PROBLEM REQUIREMENTS
For this exercise, reproduce the entries below exactly, but only from the line containing "pub fn new(inner: M)" through the line containing "if messages.len() >", both included.

GIVEN INFORMATION
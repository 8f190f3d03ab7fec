use crate::apps::DEFAULT_TOP_K;
use crate::chunking::ChunkingConfig;
use crate::corpus::load_csv_records;
use crate::embeddings::{Embedder, Embedding, EmbeddingInput};
use crate::error::Result;
use crate::index::{DistanceMetric, VectorIndex};
use crate::rag::{index_records, ChunkMetadata};
use crate::retrieval::Retriever;
use crate::session::Session;
use std::path::{Path, PathBuf};

pub const DEFAULT_KNOWLEDGE_BASE: &str = "knowledge_base.csv";

/// One matching chunk of the knowledge base
#[derive(Debug, Clone, PartialEq)]
pub struct SearchResult {
    pub content: String,
    /// Distance to the question, lower is closer
    pub score: f32,
}

#[derive(Debug, Clone, PartialEq)]
pub struct SearchOutcome {
    pub results: Vec<SearchResult>,
    pub query_embedding: Embedding,
}

/// Semantic search over a CSV knowledge base
pub struct KnowledgeBaseApp<E> {
    embedder: E,
    corpus: PathBuf,
    chunking: ChunkingConfig,
    session: Session<ChunkMetadata>,
    top_k: usize,
}

impl<E: Embedder> KnowledgeBaseApp<E> {
    pub fn new<P: AsRef<Path>>(embedder: E, corpus: P) -> Self {
        KnowledgeBaseApp {
            embedder,
            corpus: corpus.as_ref().to_path_buf(),
            chunking: ChunkingConfig::character(300, 0),
            session: Session::new(),
            top_k: DEFAULT_TOP_K,
        }
    }

    pub fn with_top_k(mut self, top_k: usize) -> Self {
        self.top_k = top_k;
        self
    }

    pub fn with_chunking(mut self, chunking: ChunkingConfig) -> Self {
        self.chunking = chunking;
        self
    }

    pub async fn prepare(&mut self) -> Result<()> {
        self.chunking.validate()?;
        let embedder = &self.embedder;
        let corpus = &self.corpus;
        let chunking = &self.chunking;
        self.session
            .ensure_built(|| build_knowledge_index(embedder, corpus, chunking))
            .await?;
        Ok(())
    }

    pub async fn search(&mut self, question: &str) -> Result<SearchOutcome> {
        let embedder = &self.embedder;
        let corpus = &self.corpus;
        let chunking = &self.chunking;
        let index = self
            .session
            .ensure_built(|| build_knowledge_index(embedder, corpus, chunking))
            .await?;

        let retrieval = Retriever::new(embedder, index)
            .retrieve_with_embedding(&EmbeddingInput::text(question), self.top_k)
            .await?;

        let results = retrieval
            .matches
            .iter()
            .map(|n| SearchResult {
                content: n.metadata.text.clone(),
                score: n.distance,
            })
            .collect();
        Ok(SearchOutcome {
            results,
            query_embedding: retrieval.query_embedding,
        })
    }
}

async fn build_knowledge_index<E: Embedder>(
    embedder: &E,
    corpus: &Path,
    chunking: &ChunkingConfig,
) -> Result<VectorIndex<ChunkMetadata>> {
    let records = load_csv_records(corpus)?;
    index_records(embedder, &records, chunking, DistanceMetric::Euclidean).await
}

#[cfg(test)]
mod tests {
    use super::*;
    use crate::apps::test_support::VocabularyEmbedder;
    use crate::error::AppError;
    use std::fs;
    use tempfile::TempDir;

    fn write_csv(dir: &TempDir) -> PathBuf {
        let path = dir.path().join("knowledge_base.csv");
        fs::write(
            &path,
            "topic,answer\n\
             vacation,Employees get 25 vacation days per year\n\
             laptop,Request a laptop through the IT portal\n\
             expenses,Submit expenses within 30 days\n",
        )
        .unwrap();
        path
    }

    #[tokio::test]
    async fn test_search_returns_closest_rows() {
        let dir = TempDir::new().unwrap();
        let mut app = KnowledgeBaseApp::new(
            VocabularyEmbedder::new(&["vacation", "laptop", "expenses"]),
            write_csv(&dir),
        )
        .with_top_k(2);

        app.prepare().await.unwrap();
        let outcome = app.search("How many vacation days do I have?").await.unwrap();

        assert_eq!(outcome.results.len(), 2);
        assert!(outcome.results[0].content.contains("topic: vacation"));
        assert!(outcome.results[0].score <= outcome.results[1].score);
        assert_eq!(outcome.query_embedding.dimension(), 4);
    }

    #[tokio::test]
    async fn test_same_question_same_results() {
        let dir = TempDir::new().unwrap();
        let mut app = KnowledgeBaseApp::new(
            VocabularyEmbedder::new(&["vacation", "laptop", "expenses"]),
            write_csv(&dir),
        );
        let first = app.search("laptop request").await.unwrap();
        let second = app.search("laptop request").await.unwrap();
        assert_eq!(first, second);
    }

    #[tokio::test]
    async fn test_empty_csv_is_construction_error() {
        let dir = TempDir::new().unwrap();
        let path = dir.path().join("empty.csv");
        fs::write(&path, "topic,answer\n").unwrap();

        let mut app = KnowledgeBaseApp::new(VocabularyEmbedder::new(&["vacation"]), &path);
        let err = app.prepare().await.unwrap_err();
        assert!(matches!(err, AppError::EmptyIndex { .. }));
    }
}
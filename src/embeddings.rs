use crate::client::ServiceClient;
use crate::config::ServiceConfig;
use crate::error::{AppError, Result};
use base64::engine::general_purpose::STANDARD;
use base64::Engine as _;
use log::{debug, info};
use serde::{Deserialize, Serialize};
use serde_json::Value;

pub const TITAN_TEXT_EMBEDDINGS: &str = "amazon.titan-embed-text-v1";
pub const TITAN_MULTIMODAL_EMBEDDINGS: &str = "amazon.titan-embed-image-v1";

/// Longest text input the Titan text embedding model accepts, in tokens
pub const MAX_INPUT_TOKENS: usize = 8192;

/// Representation of a vector embedding
#[derive(Debug, Serialize, Deserialize, Clone, PartialEq)]
pub struct Embedding {
    pub values: Vec<f32>,
}

impl Embedding {
    pub fn dimension(&self) -> usize {
        self.values.len()
    }
}

/// What to embed: text, image bytes, or both fused into one vector
#[derive(Debug, Clone, Default, PartialEq, Eq)]
pub struct EmbeddingInput {
    pub text: Option<String>,
    pub image: Option<Vec<u8>>,
}

impl EmbeddingInput {
    pub fn text(text: impl Into<String>) -> Self {
        EmbeddingInput {
            text: Some(text.into()),
            image: None,
        }
    }

    pub fn image(bytes: Vec<u8>) -> Self {
        EmbeddingInput {
            text: None,
            image: Some(bytes),
        }
    }

    pub fn with_image(mut self, bytes: Vec<u8>) -> Self {
        self.image = Some(bytes);
        self
    }

    /// Reject inputs that carry nothing to embed
    pub fn validate(&self) -> Result<()> {
        if let Some(text) = &self.text {
            if text.trim().is_empty() {
                return Err(AppError::input("query text is empty"));
            }
        }
        if let Some(image) = &self.image {
            if image.is_empty() {
                return Err(AppError::input("image is empty"));
            }
        }
        if self.text.is_none() && self.image.is_none() {
            return Err(AppError::input("nothing to embed: provide text, an image, or both"));
        }
        Ok(())
    }
}

/// Maps text and images to dense vectors
#[allow(async_fn_in_trait)]
pub trait Embedder {
    async fn embed(&self, input: &EmbeddingInput) -> Result<Embedding>;

    /// Embed several inputs one after another
    async fn embed_all(&self, inputs: &[EmbeddingInput]) -> Result<Vec<Embedding>> {
        let mut embeddings = Vec::with_capacity(inputs.len());
        for (i, input) in inputs.iter().enumerate() {
            embeddings.push(self.embed(input).await?);
            if (i + 1) % 10 == 0 {
                info!("Embedded {}/{} items", i + 1, inputs.len());
            }
        }
        Ok(embeddings)
    }
}

/// Embedder backed by a hosted embedding model
#[derive(Clone)]
pub struct BedrockEmbedder {
    client: ServiceClient,
    model_id: String,
}

#[derive(Serialize)]
#[serde(rename_all = "camelCase")]
struct EmbeddingRequest<'a> {
    #[serde(skip_serializing_if = "Option::is_none")]
    input_text: Option<&'a str>,
    #[serde(skip_serializing_if = "Option::is_none")]
    input_image: Option<String>,
}

impl BedrockEmbedder {
    /// Create a new embedder for the given model
    pub fn new(config: ServiceConfig, model_id: impl Into<String>) -> Result<Self> {
        Ok(BedrockEmbedder {
            client: ServiceClient::new(config)?,
            model_id: model_id.into(),
        })
    }

    pub fn model_id(&self) -> &str {
        &self.model_id
    }
}

impl Embedder for BedrockEmbedder {
    async fn embed(&self, input: &EmbeddingInput) -> Result<Embedding> {
        const OPERATION: &str = "embed";
        input.validate()?;

        let request = EmbeddingRequest {
            input_text: input.text.as_deref(),
            input_image: input.image.as_ref().map(|bytes| STANDARD.encode(bytes)),
        };
        let body = serde_json::to_value(&request)
            .map_err(|e| AppError::service(OPERATION, format!("failed to encode request: {e}")))?;

        let response = self
            .client
            .invoke_model(&self.model_id, &body, OPERATION)
            .await?;

        let embedding = parse_embedding(&response)?;
        debug!(
            "Generated embedding with {} dimensions using {}",
            embedding.dimension(),
            self.model_id
        );
        Ok(embedding)
    }
}

fn parse_embedding(response: &Value) -> Result<Embedding> {
    const OPERATION: &str = "embed";

    let field = response
        .get("embedding")
        .ok_or_else(|| AppError::malformed(OPERATION, "missing `embedding` field"))?;

    let values: Vec<f32> = serde_json::from_value(field.clone()).map_err(|e| {
        AppError::malformed(OPERATION, format!("`embedding` is not a list of numbers: {e}"))
    })?;

    if values.is_empty() {
        return Err(AppError::malformed(OPERATION, "`embedding` is empty"));
    }

    Ok(Embedding { values })
}

#[cfg(test)]
mod tests {
    use super::*;
    use serde_json::json;

    #[test]
    fn test_request_serializes_only_present_fields() {
        let request = EmbeddingRequest {
            input_text: Some("red shoes"),
            input_image: None,
        };
        assert_eq!(
            serde_json::to_value(&request).unwrap(),
            json!({"inputText": "red shoes"})
        );

        let request = EmbeddingRequest {
            input_text: Some("red shoes"),
            input_image: Some(STANDARD.encode([1u8, 2, 3])),
        };
        assert_eq!(
            serde_json::to_value(&request).unwrap(),
            json!({"inputText": "red shoes", "inputImage": "AQID"})
        );
    }

    #[test]
    fn test_parse_embedding() {
        let embedding = parse_embedding(&json!({"embedding": [0.5, -1.0, 2.0]})).unwrap();
        assert_eq!(embedding.values, vec![0.5, -1.0, 2.0]);
    }

    #[test]
    fn test_parse_embedding_missing_field() {
        let err = parse_embedding(&json!({"inputTextTokenCount": 3})).unwrap_err();
        assert!(matches!(err, AppError::MalformedResponse { .. }));
    }

    #[test]
    fn test_parse_embedding_wrong_shape() {
        assert!(parse_embedding(&json!({"embedding": "nope"})).is_err());
        assert!(parse_embedding(&json!({"embedding": []})).is_err());
    }

    #[test]
    fn test_input_validation() {
        assert!(EmbeddingInput::text("disk space issue").validate().is_ok());
        assert!(EmbeddingInput::text("   ").validate().is_err());
        assert!(EmbeddingInput::image(Vec::new()).validate().is_err());
        assert!(EmbeddingInput::default().validate().is_err());
        assert!(EmbeddingInput::text("cat")
            .with_image(vec![1, 2])
            .validate()
            .is_ok());
    }
}
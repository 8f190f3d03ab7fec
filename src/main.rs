use anyhow::{anyhow, Context, Result};
use clap::{Parser, Subcommand};
use dotenv::dotenv;
use log::info;
use std::path::PathBuf;

use bedrock_demos::apps::analysis::{Analysis, AnalysisApp, AnalysisKind};
use bedrock_demos::apps::faces::{FaceComparison, FaceComparisonApp, FaceDescriptionApp};
use bedrock_demos::apps::image_search::{ImageHit, ImageSearchApp, DEFAULT_IMAGE_DIR};
use bedrock_demos::apps::knowledge_base::{KnowledgeBaseApp, SearchOutcome, DEFAULT_KNOWLEDGE_BASE};
use bedrock_demos::apps::sentiment::SentimentApp;
use bedrock_demos::apps::{read_input, report, DEFAULT_TOP_K};
use bedrock_demos::config::AppConfig;
use bedrock_demos::embeddings::{
    BedrockEmbedder, TITAN_MULTIMODAL_EMBEDDINGS, TITAN_TEXT_EMBEDDINGS,
};
use bedrock_demos::faces::{RekognitionClient, DEFAULT_SIMILARITY_THRESHOLD};
use bedrock_demos::generation::{
    BedrockGenerator, ModelFamily, CLAUDE_3_SONNET, JURASSIC_ULTRA, TITAN_TEXT_PREMIER,
};

/// Generative AI demos on hosted foundation models: text analysis, semantic
/// search and face analysis
#[derive(Parser, Debug)]
#[command(version, about, long_about = None)]
struct Cli {
    #[command(subcommand)]
    command: Command,
}

#[derive(Subcommand, Debug)]
enum Command {
    /// Analyze the sentiment of customer reviews
    Sentiment {
        /// Analyze this review and exit instead of prompting
        #[arg(long)]
        input: Option<String>,
        #[arg(long, default_value = JURASSIC_ULTRA)]
        model: String,
        /// Request layout of the model, when it cannot be told from the id
        #[arg(long)]
        family: Option<ModelFamily>,
    },
    /// Analyze log entries with similar entries from a log corpus as context
    Logs {
        /// JSON corpus [default: logs.json]
        #[arg(long)]
        corpus: Option<PathBuf>,
        /// Field holding the text to index [default: log]
        #[arg(long)]
        content_key: Option<String>,
        #[arg(long)]
        input: Option<String>,
        #[arg(long, default_value = JURASSIC_ULTRA)]
        model: String,
        /// Request layout of the model, when it cannot be told from the id
        #[arg(long)]
        family: Option<ModelFamily>,
        #[arg(long, default_value_t = DEFAULT_TOP_K)]
        top_k: usize,
    },
    /// Summarize invoices with similar invoices from a corpus as context
    Invoices {
        /// JSON corpus [default: invoices.json]
        #[arg(long)]
        corpus: Option<PathBuf>,
        /// Field holding the text to index [default: invoice_id]
        #[arg(long)]
        content_key: Option<String>,
        #[arg(long)]
        input: Option<String>,
        #[arg(long, default_value = JURASSIC_ULTRA)]
        model: String,
        /// Request layout of the model, when it cannot be told from the id
        #[arg(long)]
        family: Option<ModelFamily>,
        #[arg(long, default_value_t = DEFAULT_TOP_K)]
        top_k: usize,
    },
    /// Search a CSV knowledge base
    KnowledgeBase {
        #[arg(long, default_value = DEFAULT_KNOWLEDGE_BASE)]
        corpus: PathBuf,
        #[arg(long)]
        input: Option<String>,
        #[arg(long, default_value_t = DEFAULT_TOP_K)]
        top_k: usize,
        /// Also print the leading values of the question embedding
        #[arg(long)]
        show_embedding: bool,
    },
    /// Find images by description or by example
    ImageSearch {
        #[arg(long, default_value = DEFAULT_IMAGE_DIR)]
        dir: PathBuf,
        /// Search term; combined with --image when both are given
        #[arg(long)]
        text: Option<String>,
        /// Example image to search with
        #[arg(long)]
        image: Option<PathBuf>,
        #[arg(long, default_value_t = DEFAULT_TOP_K)]
        top_k: usize,
    },
    /// Face comparison and description
    Faces {
        #[command(subcommand)]
        command: FacesCommand,
    },
}

#[derive(Subcommand, Debug)]
enum FacesCommand {
    /// Compare the faces of two images and summarize the result
    Compare {
        source: PathBuf,
        target: PathBuf,
        #[arg(long, default_value_t = DEFAULT_SIMILARITY_THRESHOLD)]
        threshold: f32,
        /// Skip the written summary
        #[arg(long)]
        no_summary: bool,
        #[arg(long, default_value = TITAN_TEXT_PREMIER)]
        summary_model: String,
        /// Request layout of the summary model
        #[arg(long)]
        summary_family: Option<ModelFamily>,
    },
    /// Describe the faces in an image
    Describe {
        image: PathBuf,
        /// Instructions for the answer, e.g. a JSON layout to follow
        #[arg(long)]
        instructions: Option<String>,
        #[arg(long, default_value = CLAUDE_3_SONNET)]
        model: String,
        /// Request layout of the model, when it cannot be told from the id
        #[arg(long)]
        family: Option<ModelFamily>,
    },
}

#[tokio::main]
async fn main() -> Result<()> {
    // Initialize environment
    dotenv().ok();
    env_logger::init();

    let cli = Cli::parse();
    let config = AppConfig::from_env().context("Invalid service configuration")?;
    info!(
        "Using region {} with a {:?} timeout",
        config.bedrock.region, config.bedrock.timeout
    );

    match cli.command {
        Command::Sentiment {
            input,
            model,
            family,
        } => {
            let app = SentimentApp::new(generator(&config, &model, family)?);
            match input {
                Some(review) => report(app.analyze(&review).await, print_text),
                None => {
                    println!("Enter a customer review to analyze. Type 'exit' to quit.");
                    while let Some(review) = read_input("Review")? {
                        report(app.analyze(&review).await, print_text);
                    }
                }
            }
        }
        Command::Logs {
            corpus,
            content_key,
            input,
            model,
            family,
            top_k,
        } => {
            run_analysis(
                &config,
                AnalysisKind::Logs,
                corpus,
                content_key,
                generator(&config, &model, family)?,
                top_k,
                input,
            )
            .await?
        }
        Command::Invoices {
            corpus,
            content_key,
            input,
            model,
            family,
            top_k,
        } => {
            run_analysis(
                &config,
                AnalysisKind::Invoices,
                corpus,
                content_key,
                generator(&config, &model, family)?,
                top_k,
                input,
            )
            .await?
        }
        Command::KnowledgeBase {
            corpus,
            input,
            top_k,
            show_embedding,
        } => {
            let embedder = BedrockEmbedder::new(config.bedrock.clone(), TITAN_TEXT_EMBEDDINGS)
                .context("Failed to initialize embedding client")?;
            let mut app = KnowledgeBaseApp::new(embedder, &corpus).with_top_k(top_k);

            println!("Indexing {}...", corpus.display());
            app.prepare()
                .await
                .with_context(|| format!("Failed to index {}", corpus.display()))?;

            let render = |outcome: SearchOutcome| print_search(outcome, show_embedding);
            match input {
                Some(question) => report(app.search(&question).await, render),
                None => {
                    println!("Ask a question about the company. Type 'exit' to quit.");
                    while let Some(question) = read_input("Your question")? {
                        report(app.search(&question).await, render);
                    }
                }
            }
        }
        Command::ImageSearch {
            dir,
            text,
            image,
            top_k,
        } => {
            let embedder = BedrockEmbedder::new(config.bedrock.clone(), TITAN_MULTIMODAL_EMBEDDINGS)
                .context("Failed to initialize embedding client")?;
            let mut app = ImageSearchApp::new(embedder, &dir).with_top_k(top_k);

            println!("Indexing images in {}...", dir.display());
            let count = app
                .prepare()
                .await
                .with_context(|| format!("Failed to index images in {}", dir.display()))?;
            println!("Indexed {} images.", count);

            if text.is_some() || image.is_some() {
                report(
                    app.search(text.as_deref(), image.as_deref()).await,
                    print_hits,
                );
            } else {
                println!("Describe the image you are looking for. Type 'exit' to quit.");
                while let Some(term) = read_input("Search term")? {
                    report(app.search(Some(&term), None).await, print_hits);
                }
            }
        }
        Command::Faces { command } => run_faces(&config, command).await?,
    }

    Ok(())
}

fn generator(
    config: &AppConfig,
    model: &str,
    family: Option<ModelFamily>,
) -> Result<BedrockGenerator> {
    let family = family
        .or_else(|| ModelFamily::from_model_id(model))
        .ok_or_else(|| anyhow!("Cannot tell the request layout of {}; pass --family", model))?;
    let generator = BedrockGenerator::new(config.bedrock.clone(), model, family)
        .context("Failed to initialize generation client")?;
    info!(
        "Generating with {} ({})",
        generator.model_id(),
        generator.family()
    );
    Ok(generator)
}

async fn run_analysis(
    config: &AppConfig,
    kind: AnalysisKind,
    corpus: Option<PathBuf>,
    content_key: Option<String>,
    generator: BedrockGenerator,
    top_k: usize,
    input: Option<String>,
) -> Result<()> {
    let corpus = corpus.unwrap_or_else(|| PathBuf::from(kind.default_corpus()));
    let content_key = content_key.unwrap_or_else(|| kind.default_content_key().to_string());
    let embedder = BedrockEmbedder::new(config.bedrock.clone(), TITAN_TEXT_EMBEDDINGS)
        .context("Failed to initialize embedding client")?;
    let mut app = AnalysisApp::new(kind, embedder, generator)
        .with_corpus(&corpus, content_key)
        .with_top_k(top_k);

    println!("Indexing {}...", corpus.display());
    app.prepare()
        .await
        .with_context(|| format!("Failed to index {}", corpus.display()))?;

    match input {
        Some(entry) => report(app.analyze(&entry).await, print_analysis),
        None => {
            println!("Enter a {} to analyze. Type 'exit' to quit.", app.kind().label());
            while let Some(entry) = read_input("Entry")? {
                report(app.analyze(&entry).await, print_analysis);
            }
        }
    }
    Ok(())
}

async fn run_faces(config: &AppConfig, command: FacesCommand) -> Result<()> {
    match command {
        FacesCommand::Compare {
            source,
            target,
            threshold,
            no_summary,
            summary_model,
            summary_family,
        } => {
            let rekognition = RekognitionClient::new(config.rekognition.clone())
                .context("Failed to initialize face analysis client")?;
            let mut app = FaceComparisonApp::new(rekognition);
            if !no_summary {
                app = app.with_summarizer(generator(config, &summary_model, summary_family)?);
            }
            report(
                app.compare(&source, &target, threshold).await,
                print_comparison,
            );
        }
        FacesCommand::Describe {
            image,
            instructions,
            model,
            family,
        } => {
            let app = FaceDescriptionApp::new(generator(config, &model, family)?);
            report(
                app.describe(&image, instructions.as_deref()).await,
                print_text,
            );
        }
    }
    Ok(())
}

fn print_text(text: String) {
    println!("\n{}", text.trim());
}

fn print_analysis(analysis: Analysis) {
    if !analysis.related.is_empty() {
        println!("\nRelated entries:");
        for entry in &analysis.related {
            println!("  [{:.4}] {}", entry.distance, entry.text.trim());
        }
    }
    print_text(analysis.text);
}

fn print_search(outcome: SearchOutcome, show_embedding: bool) {
    if show_embedding {
        let head: Vec<String> = outcome
            .query_embedding
            .values
            .iter()
            .take(8)
            .map(|v| format!("{:.4}", v))
            .collect();
        println!(
            "\nQuestion embedding ({} dimensions): [{}, ...]",
            outcome.query_embedding.dimension(),
            head.join(", ")
        );
    }

    println!("\n{:>8}  Content", "Score");
    for result in &outcome.results {
        println!("{:>8.4}  {}", result.score, result.content.replace('\n', " | "));
    }
}

fn print_hits(hits: Vec<ImageHit>) {
    println!();
    for hit in &hits {
        println!("{:>8.4}  {}", hit.distance, hit.path.display());
    }
}

fn print_comparison(comparison: FaceComparison) {
    println!(
        "\nFound {} faces in the source image.",
        comparison.source_faces.len()
    );
    for face in &comparison.source_faces {
        println!("Face (Confidence: {:.2})", face.confidence);
        if let Some(gender) = &face.gender {
            println!(" - Gender: {} (Confidence: {:.2})", gender.value, gender.confidence);
        }
        if let Some(age) = &face.age_range {
            println!(" - Age Range: {} - {}", age.low, age.high);
        }
        if !face.emotions.is_empty() {
            let emotions: Vec<&str> = face.emotions.iter().map(|e| e.kind.as_str()).collect();
            println!(" - Emotions: {}", emotions.join(", "));
        }
    }

    println!("\nFound {} matching faces.", comparison.matches.len());
    for face in &comparison.matches {
        let b = &face.bounding_box;
        println!(
            "Face (Similarity: {:.2}) at left {:.2}, top {:.2}, {:.2} x {:.2}",
            face.similarity, b.left, b.top, b.width, b.height
        );
    }

    if let Some(summary) = comparison.summary {
        println!("\nSummary:");
        print_text(summary);
    }
}
// Message pre-processing for providers without multimodal input and with small
// context windows. Wraps any ChatModel and rewrites the input before delegating.

use crate::config::{resolve_max_tokens, DEFAULT_MODEL};
use crate::traits::{ChatModel, ChatOptions, ModelInput, RunConfig};
use crate::types::{Content, Message};
use anyhow::Result;
use async_trait::async_trait;

/// Conversations this short are never truncated
pub const MIN_MESSAGES_FOR_TRUNCATION: usize = 3;

/// How many non-system messages survive truncation
pub const RECENT_MESSAGES_KEPT: usize = 4;

/// Flattens multimodal content and trims history before calling `inner`.
///
/// Stateless between calls: every call works on the input it was given.
#[derive(Debug, Clone)]
pub struct MessageSanitizer<M> {
    inner: M,
    model: String,
    max_tokens: u32,
}

impl<M: ChatModel> MessageSanitizer<M> {
    /// Wrap `inner`, using the default model's context budget
    pub fn new(inner: M) -> Self {
        Self::with_model(inner, DEFAULT_MODEL, None)
    }

    /// Wrap `inner` for `model`; an explicit `max_tokens` overrides the model default
    pub fn with_model(inner: M, model: impl Into<String>, max_tokens: Option<u32>) -> Self {
        let model = model.into();
        let max_tokens = resolve_max_tokens(&model, max_tokens);
        Self {
            inner,
            model,
            max_tokens,
        }
    }

    pub fn model(&self) -> &str {
        &self.model
    }

    /// Effective token budget for this model
    pub fn max_tokens(&self) -> u32 {
        self.max_tokens
    }

    pub fn inner(&self) -> &M {
        &self.inner
    }

    pub fn into_inner(self) -> M {
        self.inner
    }
}

/// Replace structured content with the concatenation of its text parts.
///
/// Plain-text messages come back unchanged. Image and unknown parts are
/// dropped without error.
pub fn flatten_content(message: Message) -> Message {
    let dropped = match &message.content {
        Content::Text(_) => return message,
        Content::Parts(parts) => parts.iter().filter(|part| !part.is_text()).count(),
    };
    if dropped > 0 {
        tracing::debug!(role = %message.role, dropped, "dropping non-text content parts");
    }

    let text = message.content.joined_text();
    Message {
        content: Content::Text(text),
        ..message
    }
}

/// Keep a leading system message plus the most recent exchanges.
///
/// Counts messages, not tokens.
pub fn truncate_history(mut messages: Vec<Message>) -> Vec<Message> {
    if messages.len() < MIN_MESSAGES_FOR_TRUNCATION {
        return messages;
    }

    let system = if messages[0].is_system() {
        Some(messages.remove(0))
    } else {
        None
    };

    if messages.len() > RECENT_MESSAGES_KEPT {
        let excess = messages.len() - RECENT_MESSAGES_KEPT;
        tracing::debug!(discarded = excess, "truncating conversation history");
        messages.drain(..excess);
    }

    match system {
        Some(system) => {
            messages.insert(0, system);
            messages
        }
        None => messages,
    }
}

/// Flatten a single message, or flatten and truncate a conversation
pub fn sanitize(input: ModelInput) -> ModelInput {
    match input {
        ModelInput::Single(message) => ModelInput::Single(flatten_content(message)),
        ModelInput::Conversation(messages) => {
            let flattened = messages.into_iter().map(flatten_content).collect();
            ModelInput::Conversation(truncate_history(flattened))
        }
    }
}

#[async_trait]
impl<M: ChatModel> ChatModel for MessageSanitizer<M> {
    fn invoke(
        &self,
        input: ModelInput,
        config: Option<RunConfig>,
        options: ChatOptions,
    ) -> Result<Message> {
        self.inner.invoke(sanitize(input), config, options)
    }

    async fn ainvoke(
        &self,
        input: ModelInput,
        config: Option<RunConfig>,
        options: ChatOptions,
    ) -> Result<Message> {
        self.inner.ainvoke(sanitize(input), config, options).await
    }
}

TASK OUTPUT
    pub fn new(inner: M) -> Self {
        Self::with_model(inner, DEFAULT_MODEL, None)
    }

    /// Wrap `inner` for `model`; an explicit `max_tokens` overrides the model default
    pub fn with_model(inner: M, model: impl Into<String>, max_tokens: Option<u32>) -> Self {
        let model = model.into();
        let max_tokens = resolve_max_tokens(&model, max_tokens);
        Self {
            inner,
            model,
            max_tokens,
        }
    }

    pub fn model(&self) -> &str {
        &self.model
    }

    /// Effective token budget for this model
    pub fn max_tokens(&self) -> u32 {
        self.max_tokens
    }

    pub fn inner(&self) -> &M {
        &self.inner
    }

    pub fn into_inner(self) -> M {
        self.inner
    }
}

/// Replace structured content with the concatenation of its text parts.
///
/// Plain-text messages come back unchanged. Image and unknown parts are
/// dropped without error.
pub fn flatten_content(message: Message) -> Message {
    let dropped = match &message.content {
        Content::Text(_) => return message,
        Content::Parts(parts) => parts.iter().filter(|part| !part.is_text()).count(),
    };
    if dropped > 0 {
        tracing::debug!(role = %message.role, dropped, "dropping non-text content parts");
    }

    let text = message.content.joined_text();
    Message {
        content: Content::Text(text),
        ..message
    }
}

/// Keep a leading system message plus the most recent exchanges.
///
/// Counts messages, not tokens.
pub fn truncate_history(mut messages: Vec<Message>) -> Vec<Message> {
    if messages.len() < MIN_MESSAGES_FOR_TRUNCATION {
        return messages;
    }

    let system = if messages[0].is_system() {
        Some(messages.remove(0))
    } else {
        None
    };

    if messages.len() > RECENT_MESSAGES_KEPT {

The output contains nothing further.